The first Telo of the year went off without a hitch on Tuesday. There were seven riders; Raul Vasquez-Diaz, Kristie Fox, Marco Cubillos, Jon Petrucci, Ivan Fernandez, Chad Lucius, and I. Joe Cooney had shown up to take photos, which was really nice of him.
Many riders stayed away because of the rain. Cyclists don’t like to ride in rain as a rule, and they really don’t like to race in the rain. In lots of place, there’s not much choice, but in SoCal if it is rainy you can wait a couple of days and it will be sunny. There is little motivation to race in the rain, especially when it is a #fakerace anyway.
Of course the weather forecast here is rarely correct, and people know that. They can also look out the window and see whether or not it’s raining. On Tuesday afternoon the skies were sunny and clear, and when Telo began the streets were bone dry, but still …
Jon started with a brisk tempo that rode everyone off his wheel except me and Ivan, so it was going to be a three-man rotation for 50 minutes until they began attacking me for the win. It didn’t turn out that way. After about ten minutes, Ivan attacked. He and Jon are teammates and my presence was unwelcome.
I chased and Jon countered. I chased and Ivan countered. I chased and Jon countered. Our three-man rotation had become a series of sprints, with me sitting Jon’s wheel and responding. The net effect was that they both got really tired. Finally Jon turned to me. “This is a weird dynamic,” he said.
I wasn’t sure if he meant that it was weird for two guys in their 20s to be mauling a 56-y-o grandpa, or if he meant that it was weird that they couldn’t drop me. Or both.
“I’m not pulling as long as you guys keep attacking me.” Sometimes I have to state the obvious, especially with younger riders.
“Let’s just ride a rotation and race it out at the end,” Jon said, which meant “We’ll tag team you again when you’re a bit more winded.”
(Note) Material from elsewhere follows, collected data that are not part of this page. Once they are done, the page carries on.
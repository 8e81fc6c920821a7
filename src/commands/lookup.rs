use std::time::{Duration, Instant};

use anyhow::{Result, bail};
use serde_json::json;
use tracing::{info, warn};

use crate::cli::{LookupArgs, LookupTargetArgs, ScraperArgs};
use crate::commands::parcel::{ParcelQuery, resolve_parcel};
use crate::commands::{emit, open_scraper, open_session};
use crate::events::{EventSink, MemoryEventLog};
use crate::links::external_links;
use crate::model::{EventStatus, LandPlotIdentifiers, LookupEvent, PlanRecord, TabaPlansResponse};
use crate::scraper_api::{ParcelDirectory, PlanSource, ScraperApi, TABA_PLANS_SOURCE};
use crate::tabanow::{TabanowClient, merge_plan_lists};
use crate::util::required_identifier;

const LOOKUP_ACTION: &str = "lookup.taba_info";

pub async fn run(args: LookupArgs) -> Result<()> {
    let session = open_session(&args.tabanow, &args.events)?;
    let mut warnings = Vec::new();
    let scraper = scraper_plan_source(
        &args.scraper,
        session.client.config().request_timeout,
        &mut warnings,
    );

    let land_plot = match args.target.address.as_deref() {
        Some(address) => Some(resolve_address(scraper.as_ref(), address, &warnings).await?),
        None => None,
    };
    let (gush, helka) = lookup_parcel(&args.target, land_plot.as_ref())?;
    let source = scraper.as_ref().map(|api| api as &dyn PlanSource);

    let mut response =
        resolve_taba_plans(&session.client, &session.events, source, &gush, &helka, warnings).await;
    response.land_plot = land_plot;
    emit(&response, args.output.as_deref())
}

/// Setup failures other than a missing configuration become response warnings.
fn scraper_plan_source(
    args: &ScraperArgs,
    request_timeout: Duration,
    warnings: &mut Vec<String>,
) -> Option<ScraperApi> {
    match open_scraper(args, request_timeout) {
        Ok(api) => api,
        Err(err) => {
            warn!(error = %err, "scraper api unavailable, skipping");
            warnings.push(format!("{TABA_PLANS_SOURCE}: {err}"));
            None
        }
    }
}

async fn resolve_address(
    scraper: Option<&ScraperApi>,
    address: &str,
    warnings: &[String],
) -> Result<LandPlotIdentifiers> {
    let address = required_identifier("address", address)?;
    let Some(api) = scraper else {
        match warnings.first() {
            Some(warning) => bail!("cannot resolve address {address:?}: {warning}"),
            None => bail!("cannot resolve address {address:?}: the scraper api is not configured"),
        }
    };

    let land_plot = resolve_parcel(
        Some(api as &dyn ParcelDirectory),
        &ParcelQuery::Address(address.clone()),
    )
    .await?;
    if !land_plot.is_resolved() {
        bail!("address {address:?} did not resolve to a gush/helka");
    }
    info!(address = %address, gush = %land_plot.gush, helka = %land_plot.helka, "lookup address resolved");
    Ok(land_plot)
}

fn lookup_parcel(target: &LookupTargetArgs, land_plot: Option<&LandPlotIdentifiers>) -> Result<(String, String)> {
    let (gush, helka) = match land_plot {
        Some(land_plot) => (land_plot.gush.as_str(), land_plot.helka.as_str()),
        None => (
            target.gush.as_deref().unwrap_or_default(),
            target.helka.as_deref().unwrap_or_default(),
        ),
    };
    Ok((
        required_identifier("gush", gush)?,
        required_identifier("helka", helka)?,
    ))
}

pub(crate) async fn resolve_taba_plans(
    client: &TabanowClient,
    events: &MemoryEventLog,
    source: Option<&dyn PlanSource>,
    gush: &str,
    helka: &str,
    mut warnings: Vec<String>,
) -> TabaPlansResponse {
    let started = Instant::now();
    let input = json!({ "gush": gush, "helka": helka });

    let upstream = match source {
        Some(source) => fetch_upstream(source, events, gush, helka, &mut warnings).await,
        None => Vec::new(),
    };

    let tabanow = if upstream.is_empty() {
        client.find_plans_by_parcel(gush, helka).await
    } else {
        client.enrich_plans(&upstream, gush, helka).await
    };

    warnings.extend(
        events
            .by_status(EventStatus::Error)
            .into_iter()
            .filter(|event| event.action.starts_with("tabanow."))
            .map(|event| format!("{}: {}", event.action, event.error.unwrap_or_default())),
    );

    let upstream_count = upstream.len();
    let tabanow_count = tabanow.len();
    let plans = merge_plan_lists(upstream, tabanow);

    info!(
        gush = %gush,
        helka = %helka,
        upstream_plans = upstream_count,
        tabanow_plans = tabanow_count,
        plans = plans.len(),
        warnings = warnings.len(),
        "taba lookup complete"
    );
    events.record(
        LookupEvent::new(
            LOOKUP_ACTION,
            input,
            json!({
                "plans": plans.len(),
                "upstream_plans": upstream_count,
                "tabanow_plans": tabanow_count,
                "warnings": warnings,
            }),
            EventStatus::Success,
        )
        .with_duration(started.elapsed()),
    );

    TabaPlansResponse {
        land_plot: None,
        plans,
        links: external_links(gush, helka),
        warnings,
    }
}

async fn fetch_upstream(
    source: &dyn PlanSource,
    events: &MemoryEventLog,
    gush: &str,
    helka: &str,
    warnings: &mut Vec<String>,
) -> Vec<PlanRecord> {
    let started = Instant::now();
    let input = json!({ "gush": gush, "helka": helka });

    match source.plans_for_parcel(gush, helka).await {
        Ok(plans) => {
            events.record(
                LookupEvent::new(
                    source.name(),
                    input,
                    json!({ "plans": plans.len() }),
                    EventStatus::Success,
                )
                .with_duration(started.elapsed()),
            );
            plans
        }
        Err(err) => {
            warn!(source = source.name(), error = %err, "upstream plan source failed");
            let message = err.to_string();
            events.record(
                LookupEvent::new(source.name(), input, json!(null), EventStatus::Error)
                    .with_error(message.clone())
                    .with_duration(started.elapsed()),
            );
            warnings.push(format!("{}: {message}", source.name()));
            Vec::new()
        }
    }
}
“Okay,” I said. In a 2-on-1 scenario on a flat course with two fast riders, both of whom can sprint plenty fast, my options were none and none.
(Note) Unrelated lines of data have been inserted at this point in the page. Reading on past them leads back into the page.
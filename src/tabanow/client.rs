use std::sync::Arc;

use anyhow::Result;
use tracing::debug;

use crate::events::EventSink;
use crate::fetch::{FetchError, PageFetcher};

use super::extract::PlanPageParser;
use super::search::absolute_url;
use super::types::{PlanDetail, TabanowConfig};

pub struct TabanowClient {
    pub(super) fetcher: Arc<dyn PageFetcher>,
    pub(super) parser: PlanPageParser,
    pub(super) config: TabanowConfig,
    pub(super) events: Arc<dyn EventSink>,
}

impl TabanowClient {
    pub fn new(
        fetcher: Arc<dyn PageFetcher>,
        config: TabanowConfig,
        events: Arc<dyn EventSink>,
    ) -> Result<Self> {
        Ok(Self {
            fetcher,
            parser: PlanPageParser::new()?,
            config,
            events,
        })
    }

    pub fn config(&self) -> &TabanowConfig {
        &self.config
    }

    pub(super) async fn fetch_html(&self, url: &str) -> Result<String, FetchError> {
        debug!(
            url = %url,
            timeout_ms = self.config.request_timeout.as_millis() as u64,
            "fetching tabanow page"
        );
        self.fetcher
            .fetch_text(url, self.config.request_timeout)
            .await
    }

    pub(super) async fn fetch_plan_detail(&self, href: &str) -> Result<PlanDetail, FetchError> {
        let url = absolute_url(&self.config.base_url, href);
        let html = self.fetch_html(&url).await?;
        Ok(self.parser.plan_detail(&html, &self.config.base_url))
    }
}
mod cli;
mod commands;
mod events;
mod fetch;
mod links;
mod model;
mod scraper_api;
mod tabanow;
mod util;

use anyhow::Result;
use clap::Parser;
use tracing::error;
use tracing_subscriber::EnvFilter;

use crate::cli::{Cli, Commands};

#[tokio::main]
async fn main() {
    init_tracing();

    if let Err(err) = run().await {
        error!(error = %err, "command failed");
        for cause in err.chain().skip(1) {
            error!(cause = %cause, "caused by");
        }
        std::process::exit(1);
    }
}

async fn run() -> Result<()> {
    let cli = Cli::parse();

    match cli.command {
        Commands::Discover(args) => commands::discover::run(args).await,
        Commands::Enrich(args) => commands::enrich::run(args).await,
        Commands::Lookup(args) => commands::lookup::run(args).await,
        Commands::Parcel(args) => commands::parcel::run(args).await,
        Commands::Regulations(args) => commands::regulations::run(args).await,
        Commands::Inspect(args) => commands::inspect::run(args),
        Commands::Events(args) => commands::events::run(args),
    }
}

fn init_tracing() {
    let env_filter = EnvFilter::try_from_default_env().unwrap_or_else(|_| EnvFilter::new("info"));

    tracing_subscriber::fmt()
        .with_env_filter(env_filter)
        .with_target(false)
        .with_writer(std::io::stderr)
        .init();
}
With one lap to go Jon attacked and rode away. Ivan outsprinted me at the end, but I was still pleased. There are not a whole lot of races left in my life where I’ll be riding in a break for 50 minutes with a couple of fast guys under the age of 30 who are trying might and main to get rid of me.
In many ways it was my favorite kind of Telo, long and grueling, tiny group, windy, nowhere to hide, and bitter fireworks followed by a truce followed by a hard rotation concluding with a fight to the death. I think the riders who stayed home because they didn’t want to get wet in the sunshine made a mistake, and it’s similar to the way people have reacted to the coronavirus.
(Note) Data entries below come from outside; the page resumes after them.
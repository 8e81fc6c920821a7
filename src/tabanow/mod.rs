mod client;
mod extract;
mod html;
mod merge;
mod orchestrate;
mod parcel;
mod search;
mod text;
mod types;

#[cfg(test)]
mod tests;

pub use client::TabanowClient;
pub use extract::PlanPageParser;
pub use merge::merge_plan_lists;
pub use parcel::plan_contains_parcel;
pub use types::TabanowConfig;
I am not sure if I’ve had it, but when I got back from Turkey I was sick for two weeks. I rarely get sick and when I do, hardly anyone hears about it because I recover quickly. Not with this. I had all of the symptoms, especially the cough. Whatever I had was virulent and not taking “no” for an answer.
As bad as it was, it went away, and I can see how that if you are elderly AND weak, it could kill you, the same way that many types of illnesses can exploit existing problems to create a death cascade from something that a healthier person would shrug off. On the other hand, mass hysteria doesn’t seem to be the right answer, either, kind of like the nearly uniform reaction to the possibility of rain at Telo.
Racing in the rain isn’t for everyone, but everyone who does it gets better. Lower your tire pressure, go a little slower, take the turns less aggressively, give yourself a little more exit room, and things are going to turn out fine. Probably. If not, at least you’re going to slide rather than skid on dry asphalt.
The other great thing about racing in the #fakerain is that the group is small, which is safer, especially when it’s going fast.
Glad I went. Getting third out of three finishers is still a podium.